- Required action -
Write the data below out in full, exactly as it stands.

Excerpted records START

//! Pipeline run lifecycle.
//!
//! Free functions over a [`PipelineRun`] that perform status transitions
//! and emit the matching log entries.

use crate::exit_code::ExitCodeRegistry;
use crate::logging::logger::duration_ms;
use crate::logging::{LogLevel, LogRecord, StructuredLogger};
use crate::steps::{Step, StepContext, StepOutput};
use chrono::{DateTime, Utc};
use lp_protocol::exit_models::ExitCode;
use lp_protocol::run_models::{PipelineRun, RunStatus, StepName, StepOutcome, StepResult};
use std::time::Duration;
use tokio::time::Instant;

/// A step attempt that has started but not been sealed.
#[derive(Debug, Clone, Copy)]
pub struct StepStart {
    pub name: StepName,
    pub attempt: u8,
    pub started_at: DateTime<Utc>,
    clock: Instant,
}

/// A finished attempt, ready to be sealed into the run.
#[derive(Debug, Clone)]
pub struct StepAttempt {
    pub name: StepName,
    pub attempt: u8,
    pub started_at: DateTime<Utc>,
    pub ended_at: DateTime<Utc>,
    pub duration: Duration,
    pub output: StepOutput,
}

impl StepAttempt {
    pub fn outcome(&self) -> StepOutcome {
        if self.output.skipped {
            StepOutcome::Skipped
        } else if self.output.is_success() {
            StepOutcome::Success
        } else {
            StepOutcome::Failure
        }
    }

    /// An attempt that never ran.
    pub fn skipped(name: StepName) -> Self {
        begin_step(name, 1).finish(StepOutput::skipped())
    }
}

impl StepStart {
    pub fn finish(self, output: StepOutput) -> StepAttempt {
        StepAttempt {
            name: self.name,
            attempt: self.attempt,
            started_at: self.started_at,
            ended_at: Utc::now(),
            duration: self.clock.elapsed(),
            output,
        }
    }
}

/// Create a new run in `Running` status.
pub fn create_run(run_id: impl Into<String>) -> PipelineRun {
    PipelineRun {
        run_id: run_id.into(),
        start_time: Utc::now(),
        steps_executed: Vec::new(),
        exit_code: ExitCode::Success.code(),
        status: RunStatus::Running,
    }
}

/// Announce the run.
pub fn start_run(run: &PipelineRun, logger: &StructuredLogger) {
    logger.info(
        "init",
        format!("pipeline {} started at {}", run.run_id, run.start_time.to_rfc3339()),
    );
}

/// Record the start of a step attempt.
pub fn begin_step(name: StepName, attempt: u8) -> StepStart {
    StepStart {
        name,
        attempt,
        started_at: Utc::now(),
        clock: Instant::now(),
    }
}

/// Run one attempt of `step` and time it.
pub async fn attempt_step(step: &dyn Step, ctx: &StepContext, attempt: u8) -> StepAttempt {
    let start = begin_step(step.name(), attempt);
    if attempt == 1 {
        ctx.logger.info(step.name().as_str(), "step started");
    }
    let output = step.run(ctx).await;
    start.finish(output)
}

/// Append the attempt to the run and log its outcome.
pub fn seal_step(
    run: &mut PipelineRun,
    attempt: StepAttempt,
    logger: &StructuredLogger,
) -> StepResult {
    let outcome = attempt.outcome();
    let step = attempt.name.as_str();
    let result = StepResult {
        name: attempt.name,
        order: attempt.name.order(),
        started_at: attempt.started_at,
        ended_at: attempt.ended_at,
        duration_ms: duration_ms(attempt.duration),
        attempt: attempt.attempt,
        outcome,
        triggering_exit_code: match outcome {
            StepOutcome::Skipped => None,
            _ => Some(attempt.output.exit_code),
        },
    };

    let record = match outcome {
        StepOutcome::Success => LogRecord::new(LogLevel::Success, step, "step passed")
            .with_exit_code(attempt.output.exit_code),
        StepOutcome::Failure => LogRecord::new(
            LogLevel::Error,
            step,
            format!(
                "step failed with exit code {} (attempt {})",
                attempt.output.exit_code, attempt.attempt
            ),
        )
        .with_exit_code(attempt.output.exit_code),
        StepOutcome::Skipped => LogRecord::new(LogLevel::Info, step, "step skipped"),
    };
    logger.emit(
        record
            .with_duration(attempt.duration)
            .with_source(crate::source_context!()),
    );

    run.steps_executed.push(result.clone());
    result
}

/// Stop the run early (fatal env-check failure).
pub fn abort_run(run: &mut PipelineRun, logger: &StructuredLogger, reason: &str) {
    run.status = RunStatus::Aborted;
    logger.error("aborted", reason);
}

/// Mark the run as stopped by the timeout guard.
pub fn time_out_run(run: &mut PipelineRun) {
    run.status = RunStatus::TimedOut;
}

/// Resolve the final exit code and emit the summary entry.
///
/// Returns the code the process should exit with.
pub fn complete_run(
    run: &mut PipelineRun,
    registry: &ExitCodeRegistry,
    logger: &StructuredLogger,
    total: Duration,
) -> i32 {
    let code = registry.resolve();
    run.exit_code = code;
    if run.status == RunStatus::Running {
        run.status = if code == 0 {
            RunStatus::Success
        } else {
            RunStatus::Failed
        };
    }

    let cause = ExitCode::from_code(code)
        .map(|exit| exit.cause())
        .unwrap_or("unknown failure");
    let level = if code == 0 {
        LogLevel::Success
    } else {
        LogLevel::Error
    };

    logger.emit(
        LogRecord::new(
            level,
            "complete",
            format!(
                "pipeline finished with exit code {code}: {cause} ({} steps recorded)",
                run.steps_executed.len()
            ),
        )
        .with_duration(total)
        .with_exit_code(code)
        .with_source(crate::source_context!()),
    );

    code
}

Excerpted records END

- Answer box -
//! Pipeline run lifecycle.
//!
//! Free functions over a [`PipelineRun`] that perform status transitions
//! and emit the matching log entries.

use crate::exit_code::ExitCodeRegistry;
use crate::logging::logger::duration_ms;
use crate::logging::{LogLevel, LogRecord, StructuredLogger};
use crate::steps::{Step, StepContext, StepOutput};
use chrono::{DateTime, Utc};
use lp_protocol::exit_models::ExitCode;
use lp_protocol::run_models::{PipelineRun, RunStatus, StepName, StepOutcome, StepResult};
use std::time::Duration;
use tokio::time::Instant;

/// A step attempt that has started but not been sealed.
#[derive(Debug, Clone, Copy)]
pub struct StepStart {
    pub name: StepName,
    pub attempt: u8,
    pub started_at: DateTime<Utc>,
    clock: Instant,
}

/// A finished attempt, ready to be sealed into the run.
#[derive(Debug, Clone)]
pub struct StepAttempt {
    pub name: StepName,
    pub attempt: u8,
    pub started_at: DateTime<Utc>,
    pub ended_at: DateTime<Utc>,
    pub duration: Duration,
    pub output: StepOutput,
}

impl StepAttempt {
    pub fn outcome(&self) -> StepOutcome {
        if self.output.skipped {
            StepOutcome::Skipped
        } else if self.output.is_success() {
            StepOutcome::Success
        } else {
            StepOutcome::Failure
        }
    }

    /// An attempt that never ran.
    pub fn skipped(name: StepName) -> Self {
        begin_step(name, 1).finish(StepOutput::skipped())
    }
}

impl StepStart {
    pub fn finish(self, output: StepOutput) -> StepAttempt {
        StepAttempt {
            name: self.name,
            attempt: self.attempt,
            started_at: self.started_at,
            ended_at: Utc::now(),
            duration: self.clock.elapsed(),
            output,
        }
    }
}

/// Create a new run in `Running` status.
pub fn create_run(run_id: impl Into<String>) -> PipelineRun {
    PipelineRun {
        run_id: run_id.into(),
        start_time: Utc::now(),
        steps_executed: Vec::new(),
        exit_code: ExitCode::Success.code(),
        status: RunStatus::Running,
    }
}

/// Announce the run.
pub fn start_run(run: &PipelineRun, logger: &StructuredLogger) {
    logger.info(
        "init",
        format!("pipeline {} started at {}", run.run_id, run.start_time.to_rfc3339()),
    );
}

/// Record the start of a step attempt.
pub fn begin_step(name: StepName, attempt: u8) -> StepStart {
    StepStart {
        name,
        attempt,
        started_at: Utc::now(),
        clock: Instant::now(),
    }
}

/// Run one attempt of `step` and time it.
pub async fn attempt_step(step: &dyn Step, ctx: &StepContext, attempt: u8) -> StepAttempt {
    let start = begin_step(step.name(), attempt);
    if attempt == 1 {
        ctx.logger.info(step.name().as_str(), "step started");
    }
    let output = step.run(ctx).await;
    start.finish(output)
}

/// Append the attempt to the run and log its outcome.
pub fn seal_step(
    run: &mut PipelineRun,
    attempt: StepAttempt,
    logger: &StructuredLogger,
) -> StepResult {
    let outcome = attempt.outcome();
    let step = attempt.name.as_str();
    let result = StepResult {
        name: attempt.name,
        order: attempt.name.order(),
        started_at: attempt.started_at,
        ended_at: attempt.ended_at,
        duration_ms: duration_ms(attempt.duration),
        attempt: attempt.attempt,
        outcome,
        triggering_exit_code: match outcome {
            StepOutcome::Skipped => None,
            _ => Some(attempt.output.exit_code),
        },
    };

    let record = match outcome {
        StepOutcome::Success => LogRecord::new(LogLevel::Success, step, "step passed")
            .with_exit_code(attempt.output.exit_code),
        StepOutcome::Failure => LogRecord::new(
            LogLevel::Error,
            step,
            format!(
                "step failed with exit code {} (attempt {})",
                attempt.output.exit_code, attempt.attempt
            ),
        )
        .with_exit_code(attempt.output.exit_code),
        StepOutcome::Skipped => LogRecord::new(LogLevel::Info, step, "step skipped"),
    };
    logger.emit(
        record
            .with_duration(attempt.duration)
            .with_source(crate::source_context!()),
    );

    run.steps_executed.push(result.clone());
    result
}

/// Stop the run early (fatal env-check failure).
pub fn abort_run(run: &mut PipelineRun, logger: &StructuredLogger, reason: &str) {
    run.status = RunStatus::Aborted;
    logger.error("aborted", reason);
}

/// Mark the run as stopped by the timeout guard.
pub fn time_out_run(run: &mut PipelineRun) {
    run.status = RunStatus::TimedOut;
}

/// Resolve the final exit code and emit the summary entry.
///
/// Returns the code the process should exit with.
pub fn complete_run(
    run: &mut PipelineRun,
    registry: &ExitCodeRegistry,
    logger: &StructuredLogger,
    total: Duration,
) -> i32 {
    let code = registry.resolve();
    run.exit_code = code;
    if run.status == RunStatus::Running {
        run.status = if code == 0 {
            RunStatus::Success
        } else {
            RunStatus::Failed
        };
    }

    let cause = ExitCode::from_code(code)
        .map(|exit| exit.cause())
        .unwrap_or("unknown failure");
    let level = if code == 0 {
        LogLevel::Success
    } else {
        LogLevel::Error
    };

    logger.emit(
        LogRecord::new(
            level,
            "complete",
            format!(
                "pipeline finished with exit code {code}: {cause} ({} steps recorded)",
                run.steps_executed.len()
            ),
        )
        .with_duration(total)
        .with_exit_code(code)
        .with_source(crate::source_context!()),
    );

    code
}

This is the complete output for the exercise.